The rice traded in Borneo is of the ordinary polished variety, almost
exclusively from Rangoon, and it is generally supposed that the polishing
of the rice is the cause of this illness. The Dutch army in the East seems
to have obtained good results by providing the so-called silver-fleeced
rice to the soldiers. However, I was told that, in some localities at
least, the order had to be rescinded, because the soldiers objected so
strongly to that kind of rice. Later, on this same river, I personally
experienced a swelling of the ankles, with an acceleration of the heart
action, which, on my return to Java, was pronounced by a medical authority
to be beri-beri. Without taking any medicine, but simply by the changed
habits of life, with a variety of good food, the symptoms soon
disappeared.
It is undoubtedly true that the use of polished rice is a cause of
beri-beri, because the Dayaks, with their primitive methods of husking,
never suffer from this disease, although rice is their staple food. Only on
occasions when members of these tribes take part in expeditions to New
Guinea, or are confined in prisons, and eat the rice offered of
civilization, are they afflicted with this malady. In my own case I am
inclined to think that my indisposition at the commencement of my travels
in Borneo was largely due to the use of oatmeal from which the husks had
been removed. Rolled oats is the proper food.
Modern research has established beyond doubt, that the outer layers of
grains contain mineral salts and vitamines that are indispensable to human
life.
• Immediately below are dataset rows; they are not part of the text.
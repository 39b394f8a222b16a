use super::{shared_letters, PartialLayout};
use crate::scorer::Scorer;

/// Greedy pass over the words the beam left behind.
///
/// Each round tries every remaining word once, best-connected first, and lays
/// it at its top candidate. Stops after `rounds` rounds, when nothing is left,
/// or when a full round places nothing.
pub fn complete(
    mut state: PartialLayout,
    scorer: &Scorer,
    rounds: usize,
    candidate_limit: usize,
) -> PartialLayout {
    for _ in 0..rounds {
        if state.remaining.is_empty() {
            break;
        }

        let letters = state.grid_letters();
        let mut order = state.remaining.clone();
        order.sort_by_key(|w| std::cmp::Reverse(shared_letters(&letters, w)));

        let mut placed_any = false;
        for word in order {
            let Some(idx) = state.remaining.iter().position(|w| *w == word) else {
                continue;
            };
            let best = scorer
                .find_candidates(&state.grid, &word, state.others(idx), candidate_limit.max(1))
                .into_iter()
                .next();
            if let Some(cand) = best {
                state.place(idx, &cand, scorer);
                placed_any = true;
            }
        }

        if !placed_any {
            break;
        }
    }
    state
}

#[cfg(test)]
mod tests {
    use super::*;
    use crate::grid::{check_placement, Coord, Grid, Orientation, Placement};

    fn seeded(word: &str, rest: &[&str]) -> PartialLayout {
        PartialLayout::seeded(
            Placement::new(word, Coord::new(0, 0), Orientation::Horizontal),
            rest.iter().map(|s| s.to_string()).collect(),
        )
    }

    #[test]
    fn places_what_it_can() {
        let scorer = Scorer::default();
        let out = complete(seeded("CAT", &["TAR", "XYZ"]), &scorer, 5, 30);
        assert_eq!(out.placements.len(), 2);
        assert_eq!(out.remaining, vec!["XYZ".to_string()]);
        assert!(out.score > 0.0);
    }

    #[test]
    fn zero_rounds_is_identity() {
        let scorer = Scorer::default();
        let out = complete(seeded("CAT", &["TAR"]), &scorer, 0, 30);
        assert_eq!(out.placements.len(), 1);
        assert_eq!(out.remaining.len(), 1);
    }

    #[test]
    fn every_completed_placement_was_valid() {
        let scorer = Scorer::default();
        let out = complete(seeded("STONE", &["NOTES", "TONE", "SET", "ONE"]), &scorer, 5, 30);

        // Replaying the placements in order must validate each one
        let mut g = Grid::new();
        for p in &out.placements {
            assert!(check_placement(&g, &p.word, p.origin, p.orientation).valid);
            g.apply(p);
        }
        assert_eq!(g, out.grid);
    }
}
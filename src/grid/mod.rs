pub mod table;
pub mod traverse;
pub mod validator;

pub use self::table::{CharTable, EMPTY_CELL};
pub use self::traverse::connected_words;
pub use self::validator::{check_placement, PlacementCheck};

use fnv::FnvHashMap;
use serde::{Deserialize, Serialize};
use strum_macros::Display;

/// Signed cell coordinate on the unbounded plane. `y` grows downwards.
#[derive(Debug, Clone, Copy, PartialEq, Eq, Hash, PartialOrd, Ord, Serialize, Deserialize)]
pub struct Coord {
    pub x: i32,
    pub y: i32,
}

impl Coord {
    #[inline(always)]
    pub const fn new(x: i32, y: i32) -> Self {
        Self { x, y }
    }

    #[inline(always)]
    pub const fn offset(self, dx: i32, dy: i32) -> Self {
        Self {
            x: self.x + dx,
            y: self.y + dy,
        }
    }
}

#[derive(
    Debug,
    Clone,
    Copy,
    PartialEq,
    Eq,
    Hash,
    PartialOrd,
    Ord,
    Serialize,
    Deserialize,
    Display,
)]
#[strum(serialize_all = "lowercase")]
#[serde(rename_all = "lowercase")]
pub enum Orientation {
    Horizontal,
    Vertical,
}

impl Orientation {
    /// Unit step along the axis.
    #[inline(always)]
    pub const fn step(self) -> (i32, i32) {
        match self {
            Orientation::Horizontal => (1, 0),
            Orientation::Vertical => (0, 1),
        }
    }

    /// The two unit offsets across the axis.
    #[inline(always)]
    pub const fn perpendicular(self) -> [(i32, i32); 2] {
        match self {
            Orientation::Horizontal => [(0, -1), (0, 1)],
            Orientation::Vertical => [(-1, 0), (1, 0)],
        }
    }

    pub const fn flipped(self) -> Self {
        match self {
            Orientation::Horizontal => Orientation::Vertical,
            Orientation::Vertical => Orientation::Horizontal,
        }
    }
}

/// Cell of the `i`-th letter of a word laid out from `origin`.
#[inline(always)]
pub fn cell_at(origin: Coord, i: usize, dir: Orientation) -> Coord {
    let (dx, dy) = dir.step();
    let i = i as i32;
    origin.offset(dx * i, dy * i)
}

/// A word laid out on the grid.
#[derive(Debug, Clone, PartialEq, Eq, Hash, Serialize, Deserialize)]
pub struct Placement {
    pub word: String,
    pub origin: Coord,
    pub orientation: Orientation,
}

impl Placement {
    pub fn new(word: impl Into<String>, origin: Coord, orientation: Orientation) -> Self {
        Self {
            word: word.into(),
            origin,
            orientation,
        }
    }

    /// Length in letters, not bytes.
    pub fn len(&self) -> usize {
        self.word.chars().count()
    }

    pub fn is_empty(&self) -> bool {
        self.word.is_empty()
    }

    pub fn cells(&self) -> impl Iterator<Item = (Coord, char)> + '_ {
        self.word
            .chars()
            .enumerate()
            .map(move |(i, c)| (cell_at(self.origin, i, self.orientation), c))
    }

    /// Cells directly before the first and after the last letter.
    pub fn caps(&self) -> (Coord, Coord) {
        let (dx, dy) = self.orientation.step();
        let before = self.origin.offset(-dx, -dy);
        let after = cell_at(self.origin, self.len(), self.orientation);
        (before, after)
    }

    pub fn shifted(&self, dx: i32, dy: i32) -> Self {
        Self {
            word: self.word.clone(),
            origin: self.origin.offset(dx, dy),
            orientation: self.orientation,
        }
    }

    /// Mirror across the main diagonal.
    pub fn transposed(&self) -> Self {
        Self {
            word: self.word.clone(),
            origin: Coord::new(self.origin.y, self.origin.x),
            orientation: self.orientation.flipped(),
        }
    }
}

/// Inclusive bounding box of the occupied cells.
#[derive(Debug, Clone, Copy, PartialEq, Eq)]
pub struct Bounds {
    pub min_x: i32,
    pub max_x: i32,
    pub min_y: i32,
    pub max_y: i32,
}

impl Bounds {
    pub const UNIT: Bounds = Bounds {
        min_x: 0,
        max_x: 0,
        min_y: 0,
        max_y: 0,
    };

    pub fn width(&self) -> usize {
        (self.max_x - self.min_x + 1) as usize
    }

    pub fn height(&self) -> usize {
        (self.max_y - self.min_y + 1) as usize
    }

    pub fn area(&self) -> usize {
        self.width() * self.height()
    }

    pub fn include(&self, c: Coord) -> Bounds {
        Bounds {
            min_x: self.min_x.min(c.x),
            max_x: self.max_x.max(c.x),
            min_y: self.min_y.min(c.y),
            max_y: self.max_y.max(c.y),
        }
    }

    /// Bounds after laying `len` letters from `origin`.
    pub fn extended(&self, origin: Coord, len: usize, dir: Orientation) -> Bounds {
        let last = cell_at(origin, len.saturating_sub(1), dir);
        self.include(origin).include(last)
    }
}

/// Sparse letter store. Cloned per search branch; never shared.
#[derive(Debug, Clone, Default, PartialEq, Eq)]
pub struct Grid {
    cells: FnvHashMap<Coord, char>,
}

impl Grid {
    pub fn new() -> Self {
        Self::default()
    }

    /// Rebuilds a grid by applying placements in order.
    pub fn from_placements<'a>(placements: impl IntoIterator<Item = &'a Placement>) -> Self {
        let mut grid = Grid::new();
        for p in placements {
            grid.apply(p);
        }
        grid
    }

    #[inline(always)]
    pub fn get(&self, c: Coord) -> Option<char> {
        self.cells.get(&c).copied()
    }

    #[inline(always)]
    pub fn is_occupied(&self, c: Coord) -> bool {
        self.cells.contains_key(&c)
    }

    pub fn len(&self) -> usize {
        self.cells.len()
    }

    pub fn is_empty(&self) -> bool {
        self.cells.is_empty()
    }

    pub fn iter(&self) -> impl Iterator<Item = (Coord, char)> + '_ {
        self.cells.iter().map(|(&c, &ch)| (c, ch))
    }

    /// Writes the word unconditionally. Callers validate first.
    pub fn apply(&mut self, p: &Placement) {
        for (c, ch) in p.cells() {
            self.cells.insert(c, ch);
        }
    }

    /// Bounding box; a unit box at the origin for an empty grid.
    pub fn bounds(&self) -> Bounds {
        let mut iter = self.cells.keys();
        let Some(&first) = iter.next() else {
            return Bounds::UNIT;
        };
        let start = Bounds {
            min_x: first.x,
            max_x: first.x,
            min_y: first.y,
            max_y: first.y,
        };
        iter.fold(start, |b, &c| b.include(c))
    }
}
Facts prove that man, if confined to an exclusive diet of white
bread, ultimately dies from malnutrition. Cereals which have been
"refined" of their husks present a highly starchy food, and unless they
are properly balanced by base-forming substances, trouble is sure to
follow. Scurvy, beri-beri, and acidosis have been fatal to many
expeditions, though these diseases no doubt can be avoided by a judicious
selection of provisions that insure acid and base forming nutrition in the
right proportion. [*]
[Footnote *: For an illuminating example of poorly balanced food, see
Physical Culture Magazine, New York, for August, 1918, in which Mr.
Alfred W. McCann describes the disaster to the Madeira-Mamore Railway
Company in Brazil, when "four thousand men were literally starved to death
on a white bread diet." In the July number may be found the same food
expert's interesting manner of curing the crew of the German raider
Kronprinz Wilhelm, which in April, 1915, put in at Newport News, in
Virginia, with over a hundred men seriously stricken with acidosis.